The Walker Leadership Scholars program at the University of South Carolina provides professional development opportunities for our student pharmacists that are unmatched nationwide.
One such experience is a week-long trip to Washington, D.C., during their third year of pharmacy school. As part of “Policy, Advocacy & Leadership Immersion Week,” the students meet with executive management of several major pharmacy professional organizations, congressional representatives, and industry trade organizations.
“They gain deeper insights into their profession from these interactions with national leaders in pharmacy,” says Donna Walker (1979 B.S. pharmacy, 1984 MBA), founder of the program. “Our goal is to provide them with a national network of pharmacy leaders, inspire their commitment to the profession, and expose the scholars to the path to develop policy and advocate for their patients and profession," she adds.
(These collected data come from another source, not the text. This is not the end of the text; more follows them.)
//! Local fetch-and-parse path
//!
//! Fetches a page directly, extracts body text from HTML, and spools PDFs
//! to a size-capped temporary file rendered under a page bound. The
//! temporary file is destroyed on every exit path.

use crate::extract::{extract_html_text, extract_pdf_text};
use crate::pipeline::{classify, PageKind};
use delver_core::{with_timeout, DelverError, DelverResult, ErrorContext, FetchErrorKind, ParsingConfig};
use futures::StreamExt;
use std::io::Write;
use std::path::PathBuf;
use tempfile::NamedTempFile;
use tracing::{debug, warn};

pub struct LocalFetcher {
    client: reqwest::Client,
    parsing: ParsingConfig,
    /// PDF rendering is single-flight: one document at a time.
    pdf_lock: tokio::sync::Mutex<()>,
}

impl LocalFetcher {
    pub fn new(parsing: ParsingConfig) -> Self {
        let client = reqwest::Client::builder()
            .timeout(std::time::Duration::from_secs(parsing.fetch_timeout))
            .user_agent("delver-research/0.1")
            .redirect(reqwest::redirect::Policy::limited(5))
            .build()
            .expect("reqwest client builds with static configuration");
        Self {
            client,
            parsing,
            pdf_lock: tokio::sync::Mutex::new(()),
        }
    }

    fn fetch_error(url: &str, kind: FetchErrorKind) -> DelverError {
        DelverError::Fetch {
            kind,
            url: url.to_string(),
            context: ErrorContext::new("local_fetcher").with_operation("fetch_text"),
        }
    }

    pub async fn fetch_text(&self, url: &str) -> DelverResult<String> {
        let response = self.client.get(url).send().await.map_err(|e| {
            let kind = if e.is_timeout() {
                FetchErrorKind::Timeout
            } else {
                FetchErrorKind::FetchFailed
            };
            Self::fetch_error(url, kind)
        })?;

        if !response.status().is_success() {
            return Err(Self::fetch_error(url, FetchErrorKind::FetchFailed));
        }

        let content_type = response
            .headers()
            .get(reqwest::header::CONTENT_TYPE)
            .and_then(|v| v.to_str().ok())
            .map(|s| s.to_string());

        match classify(url, content_type.as_deref()) {
            PageKind::Pdf => self.fetch_pdf(url, response).await,
            PageKind::Html => self.fetch_html(url, content_type.as_deref(), response).await,
        }
    }

    async fn fetch_html(
        &self,
        url: &str,
        content_type: Option<&str>,
        response: reqwest::Response,
    ) -> DelverResult<String> {
        if let Some(ct) = content_type {
            let ct = ct.to_ascii_lowercase();
            let textual = ct.starts_with("text/")
                || ct.contains("html")
                || ct.contains("xml")
                || ct.contains("json");
            if !textual {
                return Err(Self::fetch_error(url, FetchErrorKind::UnsupportedType));
            }
        }

        let body = response
            .text()
            .await
            .map_err(|_| Self::fetch_error(url, FetchErrorKind::FetchFailed))?;

        let (title, text) = extract_html_text(&body);
        debug!(url = url, text_len = text.len(), "Extracted page text");
        Ok(format!(
            "# {}\n{}",
            title.unwrap_or_else(|| "Untitled Page".to_string()),
            text
        ))
    }

    async fn fetch_pdf(&self, url: &str, response: reqwest::Response) -> DelverResult<String> {
        // Known-oversized files are rejected before a byte is spooled.
        if let Some(length) = response.content_length() {
            if length > self.parsing.pdf_max_filesize {
                return Err(Self::fetch_error(url, FetchErrorKind::TooLarge));
            }
        }

        let spool_dir = self
            .parsing
            .temp_pdf_dir
            .clone()
            .unwrap_or_else(std::env::temp_dir);
        let mut spool = NamedTempFile::new_in(&spool_dir)
            .map_err(|_| Self::fetch_error(url, FetchErrorKind::FetchFailed))?;

        let mut written: u64 = 0;
        let mut stream = response.bytes_stream();
        while let Some(chunk) = stream.next().await {
            let bytes = chunk.map_err(|e| {
                let kind = if e.is_timeout() {
                    FetchErrorKind::Timeout
                } else {
                    FetchErrorKind::FetchFailed
                };
                Self::fetch_error(url, kind)
            })?;
            written += bytes.len() as u64;
            if written > self.parsing.pdf_max_filesize {
                return Err(Self::fetch_error(url, FetchErrorKind::TooLarge));
            }
            spool
                .write_all(&bytes)
                .map_err(|_| Self::fetch_error(url, FetchErrorKind::FetchFailed))?;
        }
        spool
            .flush()
            .map_err(|_| Self::fetch_error(url, FetchErrorKind::FetchFailed))?;

        let path: PathBuf = spool.path().to_path_buf();
        let max_pages = self.parsing.pdf_max_pages;
        let _pdf_guard = self.pdf_lock.lock().await;
        let extraction = tokio::task::spawn_blocking(move || {
            let text = extract_pdf_text(&path, max_pages);
            // The spool file lives until extraction finishes, then the
            // NamedTempFile guard deletes it.
            drop(spool);
            text
        });

        let text = with_timeout(extraction, self.parsing.timeout_pdf * 1000, "pdf_extract")
            .await
            .map_err(|_| Self::fetch_error(url, FetchErrorKind::Timeout))?
            .map_err(|e| {
                warn!(url = url, error = %e, "PDF extraction task failed");
                Self::fetch_error(url, FetchErrorKind::FetchFailed)
            })??;

        debug!(url = url, text_len = text.len(), "Extracted PDF text");
        Ok(format!("# PDF Content\n{}", text))
    }
}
This year’s trip included scholars from the classes of 2021, 2022 and 2023, as previous trips were canceled due to the COVID-19 pandemic. The scholars were fortunate to meet Representatives Buddy Carter (GA) and Diana Harshbarger (TN), who are both pharmacists, and attend a health care hearing at the invitation of Senator Tim Scott (SC.)
Alumna Cassidy Kemp (2021 Pharm.D.), currently a postgraduate resident at Prisma Health Richland Hospital focusing on hospital system administration and leadership, says she gained a new excitement for policy and advocacy and hopes to become more involved in state-level pharmacy organizations.
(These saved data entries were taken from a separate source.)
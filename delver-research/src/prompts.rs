//! Prompt library
//!
//! Parameterised templates with explicit variable slots, each rendered to
//! a message log whose canonical {role, content} form is handed to the
//! LLM capability. The templates are pure text; nothing here talks to a
//! model.

use delver_core::{Message, MessageLog};

pub(crate) const PLANNER_SYSTEM: &str =
    "You are an advanced reasoning LLM that guides a following search agent \
     to search for relevant information.";

pub(crate) const QUERY_SYSTEM: &str = "You are a systematic research planner.";

const INITIAL_SEARCH_PLAN: &str = "You are an advanced reasoning LLM that specializes in structuring and \
refining research plans. Based on the given user query, you will generate a comprehensive research plan \
that expands on the topic, identifies key areas of investigation, and breaks down the research process \
into actionable steps for a search agent to execute.\n\
Process:\n\n\
Expand the Query:\n\
1. Clarify and enrich the user's query by considering related aspects, possible interpretations, and \
necessary contextual details.\n\
2. Identify any ambiguities and resolve them by assuming the most logical and useful framing of the problem.\n\n\
Identify Key Research Areas:\n\
1. Break down the expanded query into core themes, subtopics, or dimensions of investigation.\n\
2. Determine what information is necessary to provide a comprehensive answer.\n\n\
Define Research Steps:\n\
1. Outline a structured plan with clear steps that guide the search agent on how to gather information.\n\
2. Specify which sources or types of data are most relevant.\n\
3. Prioritize steps based on importance and logical sequence.\n\n\
Suggest Search Strategies:\n\
1. Recommend search terms, keywords, and boolean operators to optimize search efficiency.\n\
2. Identify useful databases, journals, and sources where high-quality information can be found.\n\n\
NO EXPLANATIONS, write plans ONLY!";

const JUDGE_SEARCH_RESULTS: &str = "You are an advanced reasoning LLM that specializes in evaluating research \
results and refining search strategies. Your task is to analyze the search agent's findings, assess their \
relevance and completeness, and generate a structured plan for the next search iteration. Your goal is to \
ensure a thorough and efficient research process that ultimately provides a comprehensive answer to the \
user's query. If you think the gathered information is enough, respond with exactly <done>.\n\
Process:\n\
1. Evaluate Search Results: analyze the retrieved contexts for relevance, credibility and completeness; \
identify missing information, knowledge gaps, or weak sources.\n\
2. Determine Next Steps: based on gaps identified, refine or expand the research focus and suggest \
additional search directions.\n\
3. Generate an Updated Research Plan: provide a structured step-by-step plan for the next search iteration.\n\
NO EXPLANATIONS, write plans ONLY (or the token <done>)!";

const WRITING_PLAN: &str = "You are an advanced reasoning LLM that specializes in generating writing plans \
for research reports. Based on the user's query and the aggregated research contexts, you will create a \
detailed plan for writing a comprehensive report.\n\
Process:\n\
1. Analyze User Query and Contexts: understand the core question and identify the key themes, arguments \
and evidence present in the aggregated contexts.\n\
2. Define Report Structure: outline the main sections and subsections and the logical flow of information.\n\
3. Develop Content Plan: for each section, specify the key points, the evidence to be used, and the \
arguments to be made.\n\
4. Specify Writing Style and Tone.\n\
NO EXPLANATIONS, write plans ONLY!";

const NEXT_QUERIES: &str = "You are an analytical research assistant. Based on the original query, the search \
queries performed so far, the current plan by a planning agent and the extracted contexts from webpages, \
determine if further research is needed. If further research is needed, ONLY provide up to four new search \
queries as a Python list IN ONE LINE (for example, ['new query1', 'new query2']) in PLAIN text, NEVER wrap \
in code env. Do not repeat queries that were already performed. If you believe no further research is \
needed, respond with exactly <done>.\n\
REMEMBER: Output ONLY a Python list or the token <done> WITHOUT any additional text or explanations.";

const FINAL_REPORT: &str = "You are an expert researcher and report writer. Based on the gathered contexts \
above and the original query, write a comprehensive, well-structured, and detailed report that addresses \
the query thoroughly. Include all relevant insights and conclusions without extraneous commentary. \
Math equations should use proper LaTeX syntax in markdown format. \
Properly cite all the VALID and REAL sources inline from 'Gathered Relevant Contexts' with [cite_number] \
and summarize the corresponding bibliography list with their urls in markdown format at the end of your \
report. Ensure that all sources you used are cited inline using the [cite_number] format (e.g., [1], [2]) \
and append a complete bibliography section listing each source with its corresponding URL. NEVER omit the \
bibliography. NEVER make up sources or citations; only use the provided contexts, and if no source was \
used or available, write 'No available sources'.";

/// Render the initial research plan prompt
pub fn plan_initial(query: &str) -> MessageLog {
    MessageLog::from_messages(vec![
        Message::system(PLANNER_SYSTEM),
        Message::user(format!("User Query: {}\n\n{}", query, INITIAL_SEARCH_PLAN)),
    ])
}

/// Render the judge prompt: evaluate gathered contexts against the current
/// plan and produce the plan for the next iteration, or `<done>`.
pub fn plan_judge(query: &str, prior_contexts: &str, prior_plan: &str) -> MessageLog {
    MessageLog::from_messages(vec![
        Message::system(PLANNER_SYSTEM),
        Message::user(format!(
            "User Query: {}\nCurrent Research Plan: {}\nAggregated Contexts from previous searches:\n{}\n\n{}",
            query, prior_plan, prior_contexts, JUDGE_SEARCH_RESULTS
        )),
    ])
}

/// Render the query-generation prompt. The previously used queries are
/// listed so the model avoids repetition.
pub fn queries_from_plan(
    query: &str,
    plan: Option<&str>,
    used_queries: &[String],
    prior_contexts: &str,
) -> MessageLog {
    let mut content = format!("User Query: {}", query);
    if !used_queries.is_empty() {
        content.push_str("\nPrevious Search Queries:");
        for (idx, used) in used_queries.iter().enumerate() {
            content.push_str(&format!("\n{}: {}", idx + 1, used));
        }
    }
    if !prior_contexts.is_empty() {
        content.push_str("\n\nExtracted Relevant Contexts:\n");
        content.push_str(prior_contexts);
    }
    if let Some(plan) = plan {
        content.push_str("\n\nResearch Plan by planning agent:\n");
        content.push_str(plan);
    }
    content.push_str("\n\n");
    content.push_str(NEXT_QUERIES);

    MessageLog::from_messages(vec![Message::system(QUERY_SYSTEM), Message::user(content)])
}

/// Render the page usefulness check; the model answers Yes or No.
pub fn page_useful(query: &str, page_text: &str) -> MessageLog {
    MessageLog::from_messages(vec![
        Message::system("You are a strict and concise evaluator of research relevance."),
        Message::user(format!(
            "User Query: {}\n\nWebpage Content:\n{}\n\n\
             You are a research assistant. Given the user's query and the content of a webpage, \
             determine if the webpage contains information relevant and useful for answering the \
             query. Respond with 'Yes' if the page is useful, or 'No' if it is not. Do not include \
             any extra text.",
            query, page_text
        )),
    ])
}

/// Render the context-extraction prompt
pub fn extract_context(query: &str, search_query: &str, page_text: &str) -> MessageLog {
    MessageLog::from_messages(vec![
        Message::system("You are an expert in extracting and summarizing relevant information."),
        Message::user(format!(
            "User Query: {}\nSearch Query: {}\n\nWebpage Content:\n{}\n\n\
             You are an expert information extractor. Given the user's query, the search query \
             that led to this page, and the webpage content, extract all pieces of information \
             that are relevant to answering the user's query. Return only the relevant context \
             as plain text without commentary.",
            query, search_query, page_text
        )),
    ])
}

/// Render the writing-plan prompt
pub fn writing_plan(query: &str, aggregated_contexts: &str) -> MessageLog {
    MessageLog::from_messages(vec![
        Message::system(
            "You are an advanced reasoning LLM that guides a following writer to write a research report.",
        ),
        Message::user(format!(
            "User Query: {}\nAggregated Contexts: {}\n\n{}",
            query, aggregated_contexts, WRITING_PLAN
        )),
    ])
}

/// Render the final-report prompt
pub fn final_report(
    query: &str,
    writing_plan: Option<&str>,
    aggregated_contexts: &str,
    system_instruction: Option<&str>,
) -> MessageLog {
    let system = match system_instruction {
        Some(instruction) => format!(
            "You are a skilled report writer. There are also some extra system instructions: {}",
            instruction
        ),
        None => "You are a skilled report writer.".to_string(),
    };

    let mut content = format!(
        "User Query: {}\n\nGathered Relevant Contexts:\n{}",
        query, aggregated_contexts
    );
    if let Some(plan) = writing_plan {
        content.push_str(&format!("\n\nWriting plan from a planning agent:\n{}", plan));
    }
    content.push_str(&format!("\n\nWriting Instructions: {}", FINAL_REPORT));

    MessageLog::from_messages(vec![Message::system(system), Message::user(content)])
}

/// Fallback report body used when the model's report comes back implausibly
/// short: hands the full writing prompt back to the user so it can be
/// replayed against another model.
pub fn salvage_report(
    partial: &str,
    query: &str,
    writing_plan: Option<&str>,
    aggregated_contexts: &str,
) -> String {
    let mut parts = vec![
        partial.to_string(),
        "\n\nThis is the writing prompt; please copy it and try again with another model".to_string(),
        "\n\n---\n\n---\n\n".to_string(),
        format!("User Query: {}\n\nGathered Relevant Contexts:\n", query),
        aggregated_contexts.to_string(),
    ];
    if let Some(plan) = writing_plan {
        parts.push(format!("\n\nWriting plan from a planning agent:\n{}", plan));
    }
    parts.push(format!("\n\n{}\n\n---\n\n---", FINAL_REPORT));
    parts.concat()
}

#[cfg(test)]
mod tests {
    use super::*;

    #[test]
    fn query_prompt_lists_previous_queries() {
        let used = vec!["first".to_string(), "second".to_string()];
        let chat = queries_from_plan("topic", Some("the plan"), &used, "ctx").to_chat_messages();
        assert_eq!(chat.len(), 2);
        assert_eq!(chat[0].role, "system");
        let user = &chat[1].content;
        assert!(user.contains("1: first"));
        assert!(user.contains("2: second"));
        assert!(user.contains("the plan"));
        assert!(user.contains("<done>"));
    }

    #[test]
    fn usefulness_prompt_embeds_page_text() {
        let chat = page_useful("why is the sky blue", "rayleigh scattering").to_chat_messages();
        assert!(chat[1].content.contains("rayleigh scattering"));
        assert!(chat[1].content.contains("'Yes'"));
    }

    #[test]
    fn report_prompt_carries_system_instruction() {
        let chat = final_report("q", Some("wp"), "ctx", Some("be terse")).to_chat_messages();
        assert!(chat[0].content.contains("be terse"));
        assert!(chat[1].content.contains("wp"));
        assert!(chat[1].content.contains("bibliography"));
    }

    #[test]
    fn salvage_embeds_contexts_and_instructions() {
        let salvaged = salvage_report("stub", "q", None, "the contexts");
        assert!(salvaged.starts_with("stub"));
        assert!(salvaged.contains("the contexts"));
        assert!(salvaged.contains("try again with another model"));
    }
}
Alexis Caronis (2021 Pharm.D.) attended portions of the trip when able to step away from her work as a fellow at the Pharmacy Quality Alliance, a national organization in D.C. dedicated to improving medication safety.
“The most exciting part for me was the ability to merge my experiences in the WLS program with my experiences in the PQA fellowship,” says Caronis. “Regardless of your desired career in pharmacy, leadership skills will be crucial to your success.”
Jordan Jones, Class of 2023, was most impacted by the behind-the-scenes look at the legislative process.
“This trip showed me that people outside the world of pharmacy truly don’t know what it is that pharmacists do. It has shown me that grassroots advocacy really starts with us, that we are the ones who have to give our profession a voice, because no one else understands it well enough to do it for us,” says Jones.
Jones, who had not been to D.C. before, expressed her gratitude to those who coordinated the trip,
“You can tell that these leaders really love to give back and mentor pharmacy students, so this program is an amazing chance to learn about leadership while growing your network,” she says.
Kemp is grateful for the abundance of connections and mentorship opportunities she received through WLS, enriching her pharmacy education and budding career in ways she could not have imagined.
“Not only was I mentored and supported by Donna Walker and our WLS Board, but through the engagement of WLS alumni as well. I always had a constant community through my time in WLS,” she says.
Across the board, the scholars agree that participating in the Walker Leadership Scholars program provided them support and confidence to pursue whatever path of pharmacy they choose. Since the program was established in 2013, WLS alumni have gone on to work in national offices, like the American Pharmacists Association, in addition to traditional community and clinical pharmacy roles.
“This D.C. experience broadens the scholars’ perspective and sows seeds in this next generation of pharmacy leaders that will blossom and grow throughout their careers,” says Walker.